Dlamini Zuma was briefing the National Council of Provinces in a virtual presentation about the government’s measures to manage the spread of Covid-19 through the implementation of a risk-adjusted strategy.
She said tax revenue collection could fall as much as R250billion in the current financial year as more people lose their jobs. This is in line with the R285bn revenue under-recovery forecast by the South African Revenue Service earlier this month, 15percent to 20percent lower than the February Budget forecast.

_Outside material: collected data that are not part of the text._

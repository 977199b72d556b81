use std::{
    net::SocketAddr,
    sync::{Arc, LazyLock},
};

use anyhow::Context;
use smtpflow_common::{Signal, internal, logging};
use smtpflow_delivery::{ComposeSettings, Relay, SmtpRelay, SubmissionSettings, Submitter};
use smtpflow_http::{AppState, DispatchWorker, HttpServer};
use smtpflow_smtp::{RelayHandler, SmtpServer, SmtpTransactionHandler};
use smtpflow_store::{
    CredentialStore, EventRecorder, MemoryStore, Quota, QuotaLedger, SqliteStore,
    TenantDirectory,
};
use tokio::sync::broadcast;

use crate::config::{Config, StoreConfig};

pub static SHUTDOWN_BROADCAST: LazyLock<broadcast::Sender<Signal>> = LazyLock::new(|| {
    let (sender, _receiver) = broadcast::channel(64);
    sender
});

async fn shutdown() -> anyhow::Result<()> {
    let mut terminate = tokio::signal::unix::signal(tokio::signal::unix::SignalKind::terminate())?;

    tokio::select! {
        _ = tokio::signal::ctrl_c() => {
            internal!(level = INFO, "CTRL+C entered -- Enter it again to force shutdown");
        }
        _ = terminate.recv() => {
            internal!(level = INFO, "Terminate Signal received, shutting down");
        }
    };

    let mut receiver = SHUTDOWN_BROADCAST.subscribe();

    SHUTDOWN_BROADCAST
        .send(Signal::Shutdown)
        .map_err(|e| std::io::Error::new(std::io::ErrorKind::Interrupted, e.to_string()))?;

    loop {
        tokio::select! {
            sig = receiver.recv() => {
                match sig {
                    Ok(s) => tracing::debug!("Received {s:?}"),
                    Err(broadcast::error::RecvError::Closed) => break,
                    Err(e) => tracing::debug!("Received: {e:?}"),
                }
            }

            _ = tokio::signal::ctrl_c() => {
                break;
            }
        }
    }

    Ok(())
}

/// An unreachable relay is not fatal; submissions fail with 451 until it
/// comes back.
async fn verify_upstream(relay: Arc<SmtpRelay>) {
    match relay.verify().await {
        Ok(()) => internal!(level = INFO, "Upstream relay {} is reachable", relay.endpoint()),
        Err(err) => internal!(
            level = WARN,
            "Upstream relay {} failed verification: {err}",
            relay.endpoint()
        ),
    }
}

/// One backend seen through each of the store traits.
struct Stores {
    tenants: Arc<dyn TenantDirectory>,
    ledger: Arc<dyn QuotaLedger>,
    recorder: Arc<dyn EventRecorder>,
}

impl Stores {
    fn shared<S>(store: S) -> Self
    where
        S: TenantDirectory + QuotaLedger + EventRecorder + 'static,
    {
        let store = Arc::new(store);

        Self {
            tenants: Arc::clone(&store) as Arc<dyn TenantDirectory>,
            ledger: Arc::clone(&store) as Arc<dyn QuotaLedger>,
            recorder: store as Arc<dyn EventRecorder>,
        }
    }

    async fn open(config: &StoreConfig) -> anyhow::Result<Self> {
        match config {
            StoreConfig::Memory { tenants } => {
                let store = MemoryStore::new();
                for tenant in tenants {
                    store.insert_tenant(tenant.clone());
                }

                internal!(
                    level = WARN,
                    "Using the in-memory store with {} tenants, nothing will survive a restart",
                    tenants.len()
                );
                Ok(Self::shared(store))
            }
            StoreConfig::Sqlite {
                path,
                pool_size,
                tenants,
            } => {
                let store = SqliteStore::open(path, *pool_size)
                    .with_context(|| format!("Unable to open {}", path.display()))?;

                for tenant in tenants {
                    let username = tenant.username.clone();
                    store
                        .upsert_tenant(tenant.clone())
                        .await
                        .with_context(|| format!("Unable to provision tenant {username}"))?;
                }

                internal!(
                    level = INFO,
                    "Using SQLite store at {} ({} tenants from configuration)",
                    path.display(),
                    tenants.len()
                );
                Ok(Self::shared(store))
            }
        }
    }
}

/// The whole relay: stores, upstream relay, SMTP listeners and the HTTP
/// front door.
#[derive(Debug)]
pub struct Smtpflow {
    config: Config,
}

impl Smtpflow {
    #[must_use]
    pub const fn new(config: Config) -> Self {
        Self { config }
    }

    /// Open the store, configure the relay and bind every listener.
    ///
    /// # Errors
    ///
    /// This function will return an error if the store cannot be opened, the
    /// relay is misconfigured, or a listener cannot be bound.
    pub async fn bind(self) -> anyhow::Result<Bound> {
        let Config {
            smtp,
            http,
            relay,
            store,
            quota,
        } = self.config;

        let stores = Stores::open(&store).await?;
        let credentials = CredentialStore::new(stores.tenants);

        let upstream =
            Arc::new(SmtpRelay::new(&relay).context("Unable to configure the upstream relay")?);
        tokio::spawn(verify_upstream(Arc::clone(&upstream)));

        let submitter = Submitter::new(
            Quota::new(stores.ledger, quota.default_monthly_limit),
            Arc::clone(&stores.recorder),
            upstream as Arc<dyn Relay>,
            SubmissionSettings {
                compose: ComposeSettings {
                    base_url: http.base_url.clone(),
                    bounce_domain: relay.domain.clone(),
                },
                sender_domain: relay.domain.clone(),
                relay_timeout: relay.timeout(),
            },
        );

        let handler: Arc<dyn SmtpTransactionHandler> =
            Arc::new(RelayHandler::new(credentials.clone(), submitter.clone()));
        let smtp = SmtpServer::bind(&smtp, handler)
            .await
            .context("Unable to start the SMTP listeners")?;

        let (state, worker) = AppState::new(&http, credentials, submitter, stores.recorder);
        let http = if http.enabled {
            Some(HttpServer::new(&http, state).await?)
        } else {
            internal!(level = INFO, "HTTP front door disabled");
            None
        };

        Ok(Bound { smtp, http, worker })
    }

    /// Run this controller, and everything it controls, until SIGINT or
    /// SIGTERM.
    ///
    /// # Errors
    ///
    /// This function will return an error if any component fails to start.
    pub async fn run(self) -> anyhow::Result<()> {
        logging::init();

        internal!(level = INFO, "Controller running");

        let bound = self.bind().await?;

        let ret = tokio::select! {
            r = bound.serve(&SHUTDOWN_BROADCAST) => {
                r
            }
            r = shutdown() => {
                r
            }
        };

        internal!(level = INFO, "Shutting down...");

        ret
    }
}

/// Everything bound and ready to serve.
pub struct Bound {
    smtp: SmtpServer,
    http: Option<HttpServer>,
    worker: DispatchWorker,
}

impl Bound {
    #[must_use]
    pub fn smtp_addrs(&self) -> Vec<SocketAddr> {
        self.smtp.local_addrs()
    }

    #[must_use]
    pub fn http_addr(&self) -> Option<SocketAddr> {
        self.http.as_ref().and_then(HttpServer::local_addr)
    }

    /// Serve until `shutdown` carries [`Signal::Shutdown`]. Every component
    /// is subscribed before this returns, so a signal sent afterwards is
    /// never missed.
    pub fn serve(
        self,
        shutdown: &broadcast::Sender<Signal>,
    ) -> impl Future<Output = anyhow::Result<()>> + use<> {
        let smtp = self.smtp.serve(shutdown.subscribe());
        let worker = self.worker.run(shutdown.subscribe());
        let http_signal = shutdown.subscribe();
        let http = self.http;

        async move {
            let http = async move {
                match http {
                    Some(server) => server.serve(http_signal).await.map_err(anyhow::Error::from),
                    None => Ok(()),
                }
            };

            let (smtp, http, ()) = tokio::join!(smtp, http, worker);
            smtp?;
            http?;

            internal!(level = INFO, "All front doors stopped");
            Ok(())
        }
    }
}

Dlamini Zuma said at least 1.9million people had applied for Unemployment Insurance Fund benefits in the first two weeks of the nationwide lockdown in April.
Old Mutual’s investment strategist, Izak Odendaal, said job losses would persist, as the economy was projected to decline by more than the 7percent forecast by the SA Reserve Bank.
Odendaal said the decline would eclipse levels last seen 70years ago.
“The challenge is that for now we don’t know the scale at which it will decline as data collection poses a problem, since StatsSA has to work from home,” Odendaal said.
“Even though we have never had such a decline, it’s not unrealistic that the economy could decline by double figures between 12 and 15percent. In fact, most countries are expecting at least 10percent economic contraction this year.”
Odendaal said job losses could be expected in any sector that relies on significant human-to-human contact for its operations.
He said tourism and hospitality employees were expected to be the worst affected, alongside domestic workers.
“Those industries may be worst affected by consumer behaviour rather than government regulations, as people may be reluctant to travel, eat out at restaurants or stay at hotels even after the lockdown has been completely lifted,” he said.